Reportage aus einem etwas anderen Knast  Ein nettes kleines Gefängnis

Das Gefägnis Odolov
Das Gefägnis Odolov Foto: © Bára Bažantová

Eine weitere Gonzo-Reportage von Bára Bažantová, diesmal aus dem Odolov-Gefängnis, hinter dessen Toren die Autorin neben der Holzmodellierwerkstatt weltberühmte Musik, Geigenvirtuosen, unglaubliche Geschichten und vor allem Hoffnung findet.

„Das ist der schwarze Wanderweg“, erklärt Ondřej, während er uns durch ein nahezu undurchdringliches Dickicht den Hügel hinauf schleift. Die Hündinnen sind in alle Richtungen davongelaufen, wahrscheinlich auf der Jagd, ihr Bellen hallt in der Ferne wider. Wir stoßen auf einen Pfad (O. nennt ihn „den Herrschaftspfad“), aber wir folgen ihm nicht lange, denn wir haben keine Schuhe und die Tannennadeln sind viel weicher als der festgetretene Boden. Wir gehen hinauf, immer weiter hinauf, allein durch den offenen Wald, bis wir auf eine Wiese kommen und über die Landschaft blicken. In der Ferne vor uns ein Tafelberg nahe der polnischen Grenze, Wiesen und Haine, Felsen, über uns kreisende Bussarde.

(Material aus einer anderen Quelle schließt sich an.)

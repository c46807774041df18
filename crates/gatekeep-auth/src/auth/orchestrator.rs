//! Credential lifecycle orchestration.
//!
//! Keeps the local user record and the gateway's consumer and JWT credential
//! consistent across signup, login (rotation), logout and API-key issuance.
//!
//! Per identity:
//!
//! ```text
//! UNPROVISIONED --login--> PROVISIONED --login--> PROVISIONED (rotated)
//!       ^                                               |
//!       +-------------------- logout -------------------+
//! ```

use std::sync::Arc;

use gatekeep_core::{ValidationError, validate_identity, validate_password};
use gatekeep_kong::{GatewayAdmin, GatewayError};
use serde::{Deserialize, Serialize};
use tracing::{debug, info, instrument, warn};

use super::config::AuthConfig;
use super::locks::IdentityLocks;
use super::token::{Claims, TokenIssuer};
use super::users::{UserDirectory, UserRecord};
use super::AuthError;

/// Token type reported with every access token.
pub const TOKEN_TYPE: &str = "Bearer";

/// Message returned by a successful logout.
pub const LOGOUT_MESSAGE: &str = "Logout successful. Please delete your token on the client.";

/// Result of a signup.
#[derive(Debug, Clone, PartialEq, Eq, Serialize, Deserialize)]
pub struct SignupOutcome {
    /// The registered identity.
    pub identity: String,
}

/// Result of a login.
#[derive(Debug, Clone, PartialEq, Eq, Serialize, Deserialize)]
pub struct LoginOutcome {
    /// Signed access token.
    pub access_token: String,
    /// Always `Bearer`.
    pub token_type: String,
}

/// Result of a logout.
#[derive(Debug, Clone, PartialEq, Eq, Serialize, Deserialize)]
pub struct LogoutOutcome {
    /// Confirmation message.
    pub message: String,
}

/// Result of API-key issuance.
#[derive(Debug, Clone, PartialEq, Eq, Serialize, Deserialize)]
pub struct ApiKeyOutcome {
    /// Identity the key belongs to.
    pub identity: String,
    /// The new API key.
    pub key: String,
    /// Consumer the key is bound to.
    pub consumer_id: Option<String>,
    /// Caller-supplied label, echoed back.
    pub usage_scope: String,
}

/// Sequences gateway, directory and token calls for each operation.
#[derive(Clone)]
pub struct CredentialOrchestrator {
    gateway: Arc<dyn GatewayAdmin>,
    directory: Arc<dyn UserDirectory>,
    issuer: TokenIssuer,
    locks: IdentityLocks,
    config: AuthConfig,
}

impl CredentialOrchestrator {
    /// Create an orchestrator over a gateway and a directory.
    #[must_use]
    pub fn new(
        gateway: Arc<dyn GatewayAdmin>,
        directory: Arc<dyn UserDirectory>,
        config: AuthConfig,
    ) -> Self {
        let issuer = TokenIssuer::new(config.token_lifetime(), config.audience.clone());
        Self {
            gateway,
            directory,
            issuer,
            locks: IdentityLocks::new(),
            config,
        }
    }

    /// Token issuer used for logins.
    #[must_use]
    pub const fn issuer(&self) -> &TokenIssuer {
        &self.issuer
    }

    /// Register a new identity. No gateway call is made.
    ///
    /// # Errors
    ///
    /// Returns `Validation` for malformed input, `Conflict` if the identity
    /// is taken, `Persistence` if the record cannot be written.
    #[instrument(skip(self, password))]
    pub async fn signup(&self, identity: &str, password: &str) -> Result<SignupOutcome, AuthError> {
        validate_identity(identity)?;
        validate_password(password)?;

        if self.directory.get(identity)?.is_some() {
            return Err(AuthError::Conflict(identity.to_string()));
        }

        let record = UserRecord::new(identity, password, self.config.signup_role)?;
        // a concurrent signup that won the race surfaces as Conflict here
        self.directory.create(&record)?;

        info!(role = %record.role, "User registered");
        Ok(SignupOutcome {
            identity: identity.to_string(),
        })
    }

    /// Authenticate and rotate the identity's gateway credential.
    ///
    /// Unknown identities and wrong passwords yield the same
    /// `InvalidCredentials` error.
    ///
    /// # Errors
    ///
    /// Returns `Validation` for malformed input or bad credentials, `Gateway`
    /// if provisioning fails, `Persistence` if the new ids cannot be stored.
    #[instrument(skip(self, password))]
    pub async fn login(&self, identity: &str, password: &str) -> Result<LoginOutcome, AuthError> {
        validate_identity(identity)?;
        validate_password(password)?;

        let record = self
            .directory
            .get(identity)?
            .ok_or(ValidationError::InvalidCredentials)?;
        record.verify_password(password)?;

        let _guard = self.locks.acquire(identity).await;

        // re-read under the lock so teardown sees the latest credential
        let mut record = self
            .directory
            .get(identity)?
            .ok_or(ValidationError::InvalidCredentials)?;

        if self.teardown(identity, &mut record).await? {
            self.settle(identity).await;
        }

        let consumer = self.gateway.create_consumer(identity).await?;
        let credential = self.gateway.create_credential(identity).await?;
        let issued = self
            .issuer
            .issue(identity, Some(record.role), &credential.secret)?;

        record.gateway_consumer_id = Some(credential.consumer_id.unwrap_or(consumer.id));
        record.gateway_credential_id = Some(credential.id);
        self.directory.upsert(record)?;

        info!(expires_at = %issued.expires_at, "Credentials rotated");
        Ok(LoginOutcome {
            access_token: issued.token,
            token_type: TOKEN_TYPE.to_string(),
        })
    }

    /// Remove the identity's gateway consumer and credential.
    ///
    /// Already-absent gateway objects count as removed.
    ///
    /// # Errors
    ///
    /// Returns `NotFound` for unknown identities, `Gateway` for any gateway
    /// failure other than 404, `Persistence` if the record cannot be updated.
    #[instrument(skip(self))]
    pub async fn logout(&self, identity: &str) -> Result<LogoutOutcome, AuthError> {
        validate_identity(identity)?;

        if self.directory.get(identity)?.is_none() {
            return Err(AuthError::NotFound(identity.to_string()));
        }

        let _guard = self.locks.acquire(identity).await;
        let mut record = self
            .directory
            .get(identity)?
            .ok_or_else(|| AuthError::NotFound(identity.to_string()))?;

        absent_ok(self.gateway.delete_consumer(identity).await, "consumer")?;

        // the consumer delete cascades to its credentials
        let credential_id = record.gateway_credential_id.take();
        record.gateway_consumer_id = None;
        self.directory.upsert(record)?;

        if let Some(credential_id) = credential_id {
            absent_ok(
                self.gateway.delete_credential(identity, &credential_id).await,
                "credential",
            )?;
        }

        info!("Logged out");
        Ok(LogoutOutcome {
            message: LOGOUT_MESSAGE.to_string(),
        })
    }

    /// Issue a new API key for the identity's consumer.
    ///
    /// # Errors
    ///
    /// Returns `NotFound` for unknown identities and `Gateway` if the
    /// gateway rejects the key (e.g. no consumer provisioned).
    #[instrument(skip(self))]
    pub async fn generate_api_key(
        &self,
        identity: &str,
        usage_scope: &str,
    ) -> Result<ApiKeyOutcome, AuthError> {
        let record = self
            .directory
            .get(identity)?
            .ok_or_else(|| AuthError::NotFound(identity.to_string()))?;

        let credential = self.gateway.create_api_key(identity).await?;

        info!("API key issued");
        Ok(ApiKeyOutcome {
            identity: identity.to_string(),
            key: credential.key,
            consumer_id: credential.consumer_id.or(record.gateway_consumer_id),
            usage_scope: usage_scope.to_string(),
        })
    }

    /// Check a token against the identity's current gateway secret.
    ///
    /// # Errors
    ///
    /// Returns `NotFound` if the identity is unknown or not provisioned,
    /// `Gateway` if the secret cannot be fetched, `Token` if verification fails.
    #[instrument(skip(self, token))]
    pub async fn verify_access_token(
        &self,
        identity: &str,
        token: &str,
    ) -> Result<Claims, AuthError> {
        let record = self
            .directory
            .get(identity)?
            .ok_or_else(|| AuthError::NotFound(identity.to_string()))?;
        let credential_id = record
            .gateway_credential_id
            .ok_or_else(|| AuthError::NotFound(identity.to_string()))?;

        let secret = self.gateway.fetch_credential_secret(&credential_id).await?;
        let claims = self.issuer.verify(token, &secret)?;

        if claims.iss != identity {
            return Err(AuthError::Token(format!(
                "Token issued for {}, not {identity}",
                claims.iss
            )));
        }
        Ok(claims)
    }

    /// Best-effort removal of the previous consumer and credential.
    ///
    /// Returns whether the consumer is gone. If it could not be deleted the
    /// previous credential is left in place and the record is untouched;
    /// otherwise the stored ids are cleared before the credential cleanup.
    async fn teardown(&self, identity: &str, record: &mut UserRecord) -> Result<bool, AuthError> {
        match self.gateway.delete_consumer(identity).await {
            Ok(()) => debug!("Deleted previous consumer"),
            Err(e) if e.is_not_found() => debug!("No previous consumer"),
            Err(e) => {
                warn!(error = %e, "Failed to delete previous consumer, keeping previous credential");
                return Ok(false);
            }
        }

        let consumer_id = record.gateway_consumer_id.take();
        let credential_id = record.gateway_credential_id.take();
        if consumer_id.is_some() || credential_id.is_some() {
            *record = self.directory.upsert(record.clone())?;
        }

        if let Some(credential_id) = credential_id.as_deref() {
            match self.gateway.delete_credential(identity, credential_id).await {
                Ok(()) => debug!(credential_id, "Deleted previous credential"),
                Err(e) if e.is_not_found() => {
                    debug!(credential_id, "Previous credential removed with consumer");
                }
                Err(e) => warn!(credential_id, error = %e, "Failed to delete previous credential"),
            }
        }

        Ok(true)
    }

    /// Wait until the gateway reports the consumer gone, within the settle timeout.
    async fn settle(&self, identity: &str) {
        let interval = self.config.settle_poll_interval();
        let probe = async {
            loop {
                match self.gateway.consumer_exists(identity).await {
                    Ok(false) => return,
                    Ok(true) => tokio::time::sleep(interval).await,
                    Err(e) => {
                        warn!(error = %e, "Consumer probe failed, continuing");
                        return;
                    }
                }
            }
        };

        if tokio::time::timeout(self.config.settle_timeout(), probe)
            .await
            .is_err()
        {
            warn!(
                timeout_ms = self.config.settle_timeout_ms,
                "Consumer still present after settle timeout, continuing"
            );
        }
    }
}

/// Treat an upstream 404 as already removed.
fn absent_ok(result: Result<(), GatewayError>, object: &str) -> Result<(), GatewayError> {
    match result {
        Err(e) if e.is_not_found() => {
            debug!(object, "Already absent");
            Ok(())
        }
        other => other,
    }
}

Von irgendwoher weiter unten kommen die Hündinnen zu uns herauf, ihre Zungen schleifen über den Boden. Wir blicken hinaus in die Landschaft und sehen keine Häuser, nur ein paar Bunker, die zwischen den Bäumen hervorlugen. Das durch seine grausame Vergangenheit gezeichnete Gebiet des ehemaligen Sudetenlandes, heute das Grenzgebiet Ostböhmens, ist zu einer Welt geworden, in der die Natur anstelle des Menschen die Oberhand gewonnen hat. Zumindest glaube ich das, bis Ondřej einwirft, dass es „hinter dem Hügel so ein kleines Gefängnis gibt“. Ich habe keine Lust, dorthin zu gehen. Ich will mich nicht aus der befreienden Umarmung von Wald und Wiese losreißen um in etwas so Kompromissloses wie ein Gefängnis zu gehen. Wenn auch die Freiheit dem Menschen nicht eigen ist, so ist es doch die Unfreiheit. Der Wind lehnt sich in die hohen Gräser und sie kräuseln sich wie das Meer. Wir segeln eine Weile auf ihm, bevor wir wieder ins Dickicht eintauchen.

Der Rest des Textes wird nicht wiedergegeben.